[PATCH] ARM: implement optimized percpu variable access

Rob Herring robherring2 at gmail.com
Tue Nov 27 17:02:58 EST 2012


On 11/26/2012 07:02 PM, Jamie Lokier wrote:
> Will Deacon wrote:
>> On Mon, Nov 26, 2012 at 11:13:37AM +0000, Will Deacon wrote:
>>> On Sun, Nov 25, 2012 at 06:46:55PM +0000, Rob Herring wrote:
>>>> On 11/22/2012 05:34 AM, Will Deacon wrote:
>>>>> As an aside, you also need to make the asm block volatile in
>>>>> __my_cpu_offset -- I can see it being re-ordered before the set for
>>>>> secondary CPUs otherwise.
>>>>
>>>> I don't really see where there would be a re-ordering issue. There's no
>>>> percpu var access before or near the setting that I can see.
>>>
>>> The issue is on bringing up the secondary core, so I assumed that a lot
>>> of inlining goes on inside secondary_start_kernel and then the result is
>>> shuffled around, placing a cpu-offset read before we've done the set.
>>>
>>> Unfortunately, looking at the disassembly I can't see this happening at
>>> all, so I'll keep digging. The good news is that I've just reproduced the
>>> problem on the model, so I've got more visibility now (although both cores
>>> are just stuck in spinlocks...).
>>
>> That was a fun bit of debugging -- my hunch was right,
> 
> Yes it was.
> 
> I'll sum up what I found looking at the x86 version.

Thanks for your analysis.

> Brief summary:
> 
>    1. Due to preemption, it's not safe to cache per-CPU values within
>       a function in general.
>    2. Except, if they are per-thread values (like current and
>       current_thread_info) that don't depend on the CPU and just use
>       per-CPU for efficient reading.
>    3. So, implement separate this_cpu_read_stable() and
>       this_cpu_read() if you want GCC to cache certain values that are
>       safe to cache.
>    4. Use asm volatile, not just an "m" constraint.  I think x86 has a
>       bug by using just "m" for this_cpu_read().
> 
> Long version:
> 
>    - It's not really about the code in schedule().  It's about when
>      context switch can happen.  Which is every instruction in a
>      preemptible context.
> 
>    - this_cpu (and __my_cpu_offset) need to reload the per-CPU offset
>      each time.  This is because per-CPU offset can change on every
>      instruction in a preemptible context.
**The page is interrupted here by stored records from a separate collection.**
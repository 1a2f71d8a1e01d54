//! EIP-712 typed-data signing for `TransferWithAuthorization`.
//!
//! Provides:
//! - The USDC signing domain per network ([`transfer_domain`])
//! - Signing hashes ([`signing_hash`])
//! - Signer recovery with EIP-2 malleability protection ([`recover_signer`])
//! - Cryptographically secure nonce generation ([`random_nonce`])

use alloy::primitives::{Address, FixedBytes, Signature, B256, U256};
use alloy::sol_types::SolStruct;

use crate::error::CoreError;
use crate::network::Network;
use crate::TransferWithAuthorization;

/// Build the EIP-712 domain for USDC on the given network.
///
/// USDC publishes `{name: "USD Coin", version: "2"}` on every chain; the
/// domain is separated per chain by `chainId` and the token address.
pub fn transfer_domain(network: Network) -> alloy::sol_types::Eip712Domain {
    alloy::sol_types::Eip712Domain {
        name: Some(std::borrow::Cow::Borrowed("USD Coin")),
        version: Some(std::borrow::Cow::Borrowed("2")),
        chain_id: Some(U256::from(network.chain_id())),
        verifying_contract: Some(network.usdc_address()),
        salt: None,
    }
}

/// Compute the EIP-712 signing hash for an authorization on a network.
pub fn signing_hash(auth: &TransferWithAuthorization, network: Network) -> B256 {
    auth.eip712_signing_hash(&transfer_domain(network))
}

/// secp256k1 curve order N / 2 — signatures with s > this are malleable (EIP-2).
const SECP256K1_N_DIV_2: U256 = U256::from_limbs([
    0xBFD25E8CD0364140,
    0xBAAEDCE6AF48A03B,
    0xFFFFFFFFFFFFFFFE,
    0x7FFFFFFFFFFFFFFF,
]);

/// Recover the signer address from a 65-byte signature over the
/// authorization's EIP-712 hash. Rejects high-s signatures.
pub fn recover_signer(
    auth: &TransferWithAuthorization,
    signature_bytes: &[u8],
    network: Network,
) -> Result<Address, CoreError> {
    if signature_bytes.len() != 65 {
        return Err(CoreError::Signature(format!(
            "signature must be 65 bytes, got {}",
            signature_bytes.len()
        )));
    }

    let sig = Signature::from_raw(signature_bytes)
        .map_err(|e| CoreError::Signature(format!("invalid signature: {e}")))?;

    if sig.s() > SECP256K1_N_DIV_2 {
        return Err(CoreError::Signature(
            "high-s signature rejected (EIP-2 malleability)".to_string(),
        ));
    }

    let hash = signing_hash(auth, network);
    sig.recover_address_from_prehash(&hash)
        .map_err(|e| CoreError::Signature(format!("recovery failed: {e}")))
}

/// Generate a 32-byte nonce straight from the OS CSPRNG.
pub fn random_nonce() -> FixedBytes<32> {
    let mut bytes = [0u8; 32];
    rand::fill(&mut bytes);
    FixedBytes::new(bytes)
}

/// Encode a signature to a hex string with 0x prefix (65 bytes -> 0x + 130 hex).
pub fn encode_signature_hex(sig: &Signature) -> String {
    format!("0x{}", alloy::hex::encode(sig.as_bytes()))
}

/// Decode a 0x-prefixed hex signature into raw bytes.
pub fn decode_signature_hex(sig: &str) -> Result<Vec<u8>, CoreError> {
    alloy::hex::decode(sig.strip_prefix("0x").unwrap_or(sig))
        .map_err(|e| CoreError::Signature(format!("invalid hex signature: {e}")))
}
An access itself is not atomic which means accesses to percpu variables
can only be with preemption disabled.

If I'm reading the x86 versions of this_cpu_read correctly, they are a
single instruction and therefore don't need to disable preemption. I
don't think we could do that on ARM. This also means they don't have a
barriers around the access (from preempt_enable and preempt_disable)
like the generic versions do.

> 
>    - For task-dependent values like current and current_thread_info(),
>      x86 uses a variant called this_cpu_read_stable().  That is
>      allowed to be cached by GCC across barrier() and in general.
> 
>    - Probably this_cpu_read_stable() ought to be available more
>      generically across archs

This is probably irrelevant for this discussion. ARM uses the stack
pointer to get current like x86-32.

>    - That means interaction with barrier(), and with switch_to(),
>      aren't relevant.  There are two flavours: Safe to cache always,
>      and safe to cache never.  (If you count !CONFIG_PREEMPT maybe
>      it's different, but that's tweaking.)
> 
>    - x86 __my_cpu_offset does a memory read, using an "m" asm
>      constraint on a per-CPU variable (this_cpu_off).  This makes it
>      sensitive to barrier(), and otherwise cache the value.  It's a
>      nice trick, if it's safe.
> 
>    - That seems like a nice trick, allowing some reads to be reused
>      between instructions.  It can be replicated even on other archs,
>      using an "m" constraint on a dummy extern variable (no need to
>      actually read anything!).  But I'm not convinced this isn't a bug
>      on x86.  Consider this code:
> 
> #include <linux/percpu.h>
> #include <linux/preempt.h>
> #include <linux/preempt.h>
> 
> DEFINE_PER_CPU(int, myvar1) = 0;
> DEFINE_PER_CPU(int, myvar2) = 0;
> 
> static spinlock_t mylock = SPIN_LOCK_UNLOCKED;
> 
> int mytest(void)
> {
>         long flags;
>         int x, y, z;
> 
>         x = this_cpu_read(myvar1);
> 
>         spin_lock_irqsave(&mylock, flags);
> 
>         /*
>          * These two values should be consistent due to irqsave: No
>          * preemption, no interrupts.  But on x86, GCC can reuse the x
>          * above for the value of y.  If preemption happened before the
>          * irqsave, y and z are not consistent.
>          */
>         y = this_cpu_read(myvar1);
>         z = this_cpu_read(myvar2);
>         spin_unlock_irqrestore(&mylock, flags);
> 
>         return y + z;
> }
> 
> I think the optimisation behaviour of this_cpu_read() is unsafe on x86
> for the reason in the comment above.  I have tested with GCC 4.5.2 on
> x86-32 and it really does what the comment says.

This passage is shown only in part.